元祖Arm64 Windows版のSurface Pro X(SQ1)がブートしなくなって半年あまり。ついにATOKがArm版Windowsに対応したということで重い腰を上げて復活させることにしました。
症状
なにかしらのタイミングでシステムファイルが壊れたらしく、Windowsが起動せず青画面の自動回復モードに突入するようになりました。ここでは回復キーの入力を求められ、それは突破するも結局エラーで回復できないという流れ。それ以外の修復やロールバックも全てエラーという感じで、完全初期化しかないという形。
公式手順に従うが…
公式手順はこちら。要約すると、
- 上記ページでモデル名とシリアルNo.を入力し、回復イメージのzipファイルをダウンロードする(本記事執筆時点で、24H2、23H2、22H2、20H2が選択可能)
- Windows上で「回復ドライブ」ツールを使ってUSBフラッシュメモリに回復ドライブを作成する(この時、「システムファイルを回復ドライブにバックアップします。」のチェックを外す)
- できたUSBフラッシュメモリドライブに、回復イメージzipの中身をコピーし、存在するファイルは全て上書きする
- Surfaceをシャットダウンした状態でUSBフラッシュメモリを挿し、他のUSBデバイスは全て外す
- 音量下げボタンを押しながら電源ボタンを押しで電源を入れる
- 黒画面に白のWindowsロゴが出たら(つまり電源が入ったら)電源ボタンを離す
- グルグルが出たら音量下ボタンも離す
これでUSBブートして言語選択画面になるはず、、だけど何度やってもならない。念のため、5以降のかわりに音量上ボタンをつかいUFEI管理画面に入り、ブートデバイスでUSB Driveを選んで右スワイプし、「Immidiatelyなんちゃら(今すぐUSBブートする的な項目)」からしてもダメ。
24H2イメージがおかしい。23H2ならあっさり成功
散々あれこれ試した挙げ句の結論として、「24H2イメージが壊れている」というのが濃厚です。海外のMSサポート掲示板でも報告がありました。23H2イメージでやりなおしたら一発で成功。
しかし23H2はサポート終了してて24H2アップデートも降ってこない
ようやくWindows 11 23H2は起動しました。そこからせこせこWindows Updateをかけてこうとするものの、23H2の最新にまではなるものの24H2が降ってこない。Windows Update画面で「利用可能になったらすぐに最新の更新プログラムを入手する」をオンにしたり、Surfaceのドライバーやファームウェアをチェックしてみてもダメ。Gemini曰く23H2がサポート終了しているためアップデーターの配布もされてないと(そんなことある?)。
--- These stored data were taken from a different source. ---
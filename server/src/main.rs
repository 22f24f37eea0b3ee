use actix_web::{web, App, HttpServer};
use clap::Parser;

use whiteboard_server::config::Config;
use whiteboard_server::connection::ConnectionSettings;
use whiteboard_server::error::ServerError;
use whiteboard_server::handlers::{client_assets, root};
use whiteboard_server::server::spawn_server;

#[actix_web::main]
async fn main() -> Result<(), ServerError> {
    env_logger::Builder::from_env(env_logger::Env::default().default_filter_or("info")).init();

    let config = Config::parse();
    let srv_tx = spawn_server();
    let settings = web::Data::new(ConnectionSettings {
        buffer: config.connection_buffer,
        heartbeat: config.heartbeat(),
    });

    log::info!("Server running at http://{}:{}", config.host, config.port);

    let static_dir = config.static_dir.clone();
    HttpServer::new(move || {
        App::new()
            .app_data(web::Data::new(srv_tx.clone()))
            .app_data(settings.clone())
            .configure(root)
            .configure(client_assets(&static_dir))
    })
    .bind((config.host.as_str(), config.port))?
    .run()
    .await?;

    Ok(())
}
ならばWindows 11 インストール アシスタントをダウンロードして実行すればいいかと思ってやってみると、なんと「Arm64は対応してない」というエラーで起動せず。詰んだ?
Windows 11 ISOイメージからアップデート
またさらにGemini/ChatGPTと相談した結果、ISOイメージをマウントして中にあるsetup.exeを実行すれば良いということ。Arm64版のWindows11 ISOイメージはこちらで配布されています。幸い最新の25H2が置いてあるので24H2はスキップすることができました。
USBメモリだと遅そうなので、ISOファイルを本体SSDにコピーし、右クリックメニューから「プログラムで開く」→Explorerを選ぶとマウントできます。DVDに焼く必要なし。便利になったもんです。その中のsetup.exeを実行してインストールできました。
やれやれなのらね。
まとめ
今後、24H2イメージが修正されたり、25H2イメージが配布されたりという可能性もありますが、Pro Xはもう数年前のモデルだしあまりサポートは期待できないかも知れません。
とりあえずの手順としては、
- 23H2バージョンの回復イメージを公式手順で作成する(別PCからでもOK)
- それを使って23H2状態のWindows11までリカバリー
- 25H2のISOイメージをダウンロードしてマウント
- 中のsetup.exeを実行して更新
というのが最短手順になる気がします。なおこの際、ユーザーファイルは完全に消えるのでご注意ください。